1
votes

I am working on a compressing and encryption system and I have run into a little roadblock that I think I can overcome by thinking it through with some professionals.

Goal

I want a file container system that will be able to hold many types of files. I want to be able to compress (LZF) and encrypt (AES) each one based on certain rules that will be defined at compression/encryption time and that information stored in the file headers. I want to be able to retrieve files out of this container as streams. That means that the files have to be compressed/encrypted in blocks to be able to read them sequentially. Otherwise, I would have to decrypt then decompress the entire file at once to the memory and I am wanting this process to take as little memory as possible.

Current Status

I have completed the header system that contains information about the container itself, the file table and all the file's information. I am currently working on the file writing stream to create the actual containers.

Issue

While going through this process I have been trying to figure out how I can compress a file's data into a byte array and then encrypt it in blocks. I think I have settled on 1024 byte blocks which means that would be 64 blocks of AES encrypted data which would be stored since AES encrypts in 128 bit blocks. This whole system would be setup using streams. This means that I have no control over how much data would be sent to my system. My issue is that when compressing the data, I have absolutely no idea how big the data I am compressing will be. I could be smaller, the same size or even bigger than the original size. I need to be able to know how to decompress the data successfully in blocks.

Issue Example

Lets say I have a 128 byte block of information that I want encrypted, compressed and saved to this system that I have described. I would write it to the stream which in-turn would compress it. Lets also say that the 128 byte block is compressed down to 64 byte block. Then I send another block whose length is 256 and it is compressed down to 128 bytes. Both these blocks are copied into a buffer and then the new 384 byte buffer would be sent to be encrypted which would produce (24) 16 byte blocks. Then it would be written to the container system in a 1024 byte block.

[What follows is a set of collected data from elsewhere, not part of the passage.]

//! Domain error model.

use thiserror::Error;

/// Domain-level error.
///
/// Business-rule checks on an aggregate do not produce this type; they are
/// reported as a [`crate::ValidationResult`]. What remains is input that
/// cannot even be turned into a domain value.
#[derive(Debug, Error, Clone, PartialEq, Eq)]
pub enum DomainError {
    /// An identifier was invalid (e.g. parse failure).
    #[error("invalid identifier: {0}")]
    InvalidId(String),
}

impl DomainError {
    pub fn invalid_id(msg: impl Into<String>) -> Self {
        Self::InvalidId(msg.into())
    }
}
use std::sync::Arc;

use axum::{
    extract::{Extension, Path},
    http::StatusCode,
    response::IntoResponse,
    routing::{get, post},
    Json, Router,
};
use serde_json::json;

use salesdesk_core::SaleId;
use salesdesk_infra::SaleFilter;

use crate::app::services::AppServices;
use crate::app::{dto, errors};

/// Sale routes.
///
/// `/:key` is a sale number for `GET` and a sale id for `PUT`/`DELETE`; the
/// router cannot hold two differently named parameters in the same position.
pub fn router() -> Router {
    Router::new()
        .route("/", post(create_sale))
        .route("/search", post(search_sales))
        .route("/:key", get(get_sale).put(update_sale).delete(delete_sale))
        .route("/:key/cancel", post(cancel_sale))
}

pub async fn create_sale(
    Extension(services): Extension<Arc<AppServices>>,
    Json(body): Json<dto::CreateSaleRequest>,
) -> axum::response::Response {
    let cmd = match body.into_command() {
        Ok(c) => c,
        Err(resp) => return resp,
    };

    match services.create_sale(cmd).await {
        Ok(sale) => (StatusCode::CREATED, Json(dto::sale_to_json(&sale))).into_response(),
        Err(e) => errors::service_error_to_response(e),
    }
}

pub async fn get_sale(
    Extension(services): Extension<Arc<AppServices>>,
    Path(sale_number): Path<String>,
) -> axum::response::Response {
    let sale_number = match dto::parse_sale_number(&sale_number) {
        Ok(n) => n,
        Err(resp) => return resp,
    };

    match services.get_sale_by_number(sale_number).await {
        Ok(sale) => Json(dto::sale_to_json(&sale)).into_response(),
        Err(e) => errors::service_error_to_response(e),
    }
}

pub async fn cancel_sale(
    Extension(services): Extension<Arc<AppServices>>,
    Path(sale_number): Path<String>,
) -> axum::response::Response {
    let sale_number = match dto::parse_sale_number(&sale_number) {
        Ok(n) => n,
        Err(resp) => return resp,
    };

    match services.cancel_sale(sale_number).await {
        Ok(sale) => Json(dto::sale_to_json(&sale)).into_response(),
        Err(e) => errors::service_error_to_response(e),
    }
}

pub async fn search_sales(
    Extension(services): Extension<Arc<AppServices>>,
    Json(filter): Json<SaleFilter>,
) -> axum::response::Response {
    match services.list_sales(filter).await {
        Ok(sales) => Json(json!({
            "items": sales.iter().map(dto::sale_to_json).collect::<Vec<_>>(),
        }))
        .into_response(),
        Err(e) => errors::service_error_to_response(e),
    }
}

pub async fn update_sale(
    Extension(services): Extension<Arc<AppServices>>,
    Path(id): Path<String>,
    Json(body): Json<dto::UpdateSaleRequest>,
) -> axum::response::Response {
    let id: SaleId = match dto::parse_id("id", &id) {
        Ok(v) => v,
        Err(resp) => return resp,
    };
    let cmd = match body.into_command(id) {
        Ok(c) => c,
        Err(resp) => return resp,
    };

    match services.update_sale(cmd).await {
        Ok(sale) => Json(dto::sale_to_json(&sale)).into_response(),
        Err(e) => errors::service_error_to_response(e),
    }
}

pub async fn delete_sale(
    Extension(services): Extension<Arc<AppServices>>,
    Path(id): Path<String>,
) -> axum::response::Response {
    let id: SaleId = match dto::parse_id("id", &id) {
        Ok(v) => v,
        Err(resp) => return resp,
    };

    match services.delete_sale(id).await {
        Ok(()) => Json(json!({"id": id.to_string(), "deleted": true})).into_response(),
        Err(e) => errors::service_error_to_response(e),
    }
}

In this example, I have no trouble decrypting the information since they are in blocks, but I can not say the same for the decompression step. From my understanding of compression, if I try to decrypt both the compressed 64 and 128 byte blocks, I will have invalid data because they were originally compressed separately. If this needs more clarification, please let me know.

1

1 Answers

1
votes

When you read the data from the stream you'll get a byte-count. Only on the last block it will be smaller than the block-size. That is your signal to call WriteFinalBlock and let the encryptor do its padding.